September 23rd, 2020


The shocking reality beyond the grinding mechanics of the 2020 presidential campaign

Andrew Malcolm

By Andrew Malcolm McClatchy Washington Bureau/(TNS)

Published Sept. 29, 2019

The shocking reality beyond the grinding mechanics of the 2020 presidential campaign
Political analysts and followers are understandably consumed these days with the grinding mechanics of the 2020 presidential campaign — the debates, the secretly developing ground games, declared policies, the fundraising, the strategizing around key states and polls, the only interim indicators we have of the race still four months from any vote.

Crucial, of course, are the collective primary selections by Democratic voters on their standard-bearer. That person will be the main alternative to Donald Trump, each with their own flaws and strengths.

Will it be some far-left woman or man with long, depressing lists of all that needs urgent fixing in America at astronomical costs? Would that doom the nominee who emerges from the party's July Milwaukee convention to spend four months on defense proclaiming they're not really as far left as they claimed to be?

Might the choice be a comfortably familiar face of Washington whose jumbled spoken thoughts and patterns raise serious doubts about his advanced age, which would make him the oldest man ever to live in the White House?

All legitimate questions.

But the key question 58 weeks out from The Day is most likely to focus less on policies and promises and much more on the incumbent president's personality and day-to-day behavior.

Fact is, most presidents seeking reelection get it — only four elected presidents seeking second terms have lost since 1900.

At 73, Trump seems unlikely to change his behavior, especially since he firmly believes his unpredictability is one of his strongest suits.

Now that they've seen Trump in action in office, his daily on-camera and online behavior and his fondness for tumult and insult, will enough voters in just the right places want to extend the real estate magnate's Washington lease? Or will they, as some polls now indicate, show their dislike for him on the ballot?

To be kind, Trump's behavior is unorthodox. Which is precisely why just enough 2016 frustrated voters in just the right places chose the unlikely man whose campaign actions, tactics and words augured a stark contrast to the more decorous style and behavior of traditional White House residents. Bill Clinton aside.

To be honest, Trump's behavior is at times also bizarre, even repulsive. As the first Twitter president and arguably the most accessible and seemingly candid in modern times, he is bombastic, egotistical, rude, insulting and untruthful.

His stubbornly loyal fans' excuse is that he is a consistently chronic counter-puncher, which they deem admirable.

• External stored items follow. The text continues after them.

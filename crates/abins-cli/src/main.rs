mod cli;

use tracing_subscriber::EnvFilter;

fn main() {
    let filter = EnvFilter::try_from_default_env().unwrap_or_else(|_| EnvFilter::new("warn"));
    tracing_subscriber::fmt()
        .with_env_filter(filter)
        .with_writer(std::io::stderr)
        .init();

    std::process::exit(cli::run_from_env());
}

And they portray Trump as surrounded by opponents, fighting an Alamo-style battle against a threatened D.C. establishment of both parties, Deep State operatives and an openly hostile, incestuous Capitol media eager and willing to criticize, exaggerate and mischaracterize virtually every action and statement. Which is largely true.

The base often overlooks the fact that Trump frequently incites and prolongs those reactions with his characteristically petty attacks and ripostes.

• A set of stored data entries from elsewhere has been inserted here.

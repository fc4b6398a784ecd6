use std::fs;
use std::path::Path;

pub fn format_fixed_f64(value: f64, width: usize, precision: usize) -> String {
    format!(
        "{value:>width$.precision$}",
        width = width,
        precision = precision
    )
}

pub fn normalize_text_artifact(content: &str) -> String {
    let mut normalized = content.replace("\r\n", "\n").replace('\r', "\n");
    if !normalized.is_empty() && !normalized.ends_with('\n') {
        normalized.push('\n');
    }
    normalized
}

pub fn write_text_artifact(path: &Path, content: &str) -> std::io::Result<()> {
    if let Some(parent) = path.parent() {
        fs::create_dir_all(parent)?;
    }
    fs::write(path, normalize_text_artifact(content))
}

#[cfg(test)]
mod tests {
    use super::{format_fixed_f64, normalize_text_artifact, write_text_artifact};
    use std::fs;
    use tempfile::TempDir;

    #[test]
    fn fixed_width_float_formatting_is_deterministic() {
        let first = format_fixed_f64(0.012_345_678_9, 20, 12);
        let second = format_fixed_f64(0.012_345_678_9, 20, 12);

        assert_eq!(first, "      0.012345678900");
        assert_eq!(first, second);
    }

    #[test]
    fn normalize_text_artifact_uses_canonical_line_endings() {
        let normalized = normalize_text_artifact("alpha\r\nbeta\rgamma");
        assert_eq!(normalized, "alpha\nbeta\ngamma\n");
    }

    #[test]
    fn text_writes_create_parents_and_repeat_identically() {
        let temp = TempDir::new().expect("tempdir should be created");
        let path = temp.path().join("nested/dw_crystal.dat");
        let input = "line 1\r\nline 2";

        write_text_artifact(&path, input).expect("first write should succeed");
        let first = fs::read(&path).expect("artifact should be readable");

        write_text_artifact(&path, input).expect("second write should succeed");
        let second = fs::read(&path).expect("artifact should be readable");

        assert_eq!(first, second);
        assert_eq!(second, b"line 1\nline 2\n");
    }
}
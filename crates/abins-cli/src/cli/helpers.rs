use super::CliError;
use anyhow::Context;
use std::path::{Path, PathBuf};

pub(super) fn current_working_dir() -> Result<PathBuf, CliError> {
    let working_dir =
        std::env::current_dir().context("failed to read current working directory")?;
    Ok(working_dir)
}

pub(super) fn resolve_cli_path(working_dir: &Path, path: &Path) -> PathBuf {
    if path.is_absolute() {
        path.to_path_buf()
    } else {
        working_dir.join(path)
    }
}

This president clearly relishes such attention, which also enables him to consistently redirect media coverage off one inconvenient controversy and onto another more politically advantageous narrative. Until the next typically unnecessary squabble.

Now that he's in office going on three years, Trump is clearly more comfortable behind the historic desk. He is a team player only in the sense that he is The Team, the only one who counts, just as it was ruling his real estate empire. "Let me tell you," he's said modestly on more than one occasion, "the one that matters is me."

After his election, Trump vowed he would have the best, smartest, most talented Cabinet and staff in history. He's gone through three chiefs of staff, four national security advisers and five communications directors, among more turnovers.

Judging by the record firings and resignations in both areas, someone in this White House is making awful hiring decisions.

"There will always be change," Trump says. "I think you want to see change."

The big question for Trump, though, is will voters want to see his kind of change continue come next fall? Or change him?

Will his fulfilled promises — creating millions of new jobs, enacting tax cuts, crushing the ISIS caliphate, rebuilding the military and slashing regulations, among others — outweigh the simmering unease, distaste and fatigue over his uncommon behavior?

Except for one poll very early in his tenure, Trump has been underwater in overall job approvals, with somewhere in the low- to mid-forties approving, and more than half of Americans disapproving.

Antics aside, those who blithely and ignorantly wrote off Trump's election chances in 2016 because he was just too different should not now dismiss his reelection effort next year.

During the 2018 midterm year, a Gallup Poll found that only 37% of registered U.S. voters believed Trump deserved a second term, statistical encouragement for those still incapable of accepting the raucous reality of his upset defeat of Hillary Clinton.

But here's another shocking reality. Despite all the tumult, Trump's 37% reelect approval in the first midterm year is essentially identical at the identical time to those who said Bill Clinton and Barack Obama deserved a second term. As you may recall, both men succeeded.


Andrew Malcolm
McClatchy Washington Bureau

Malcolm is an author and veteran national and foreign correspondent covering politics since the 1960s.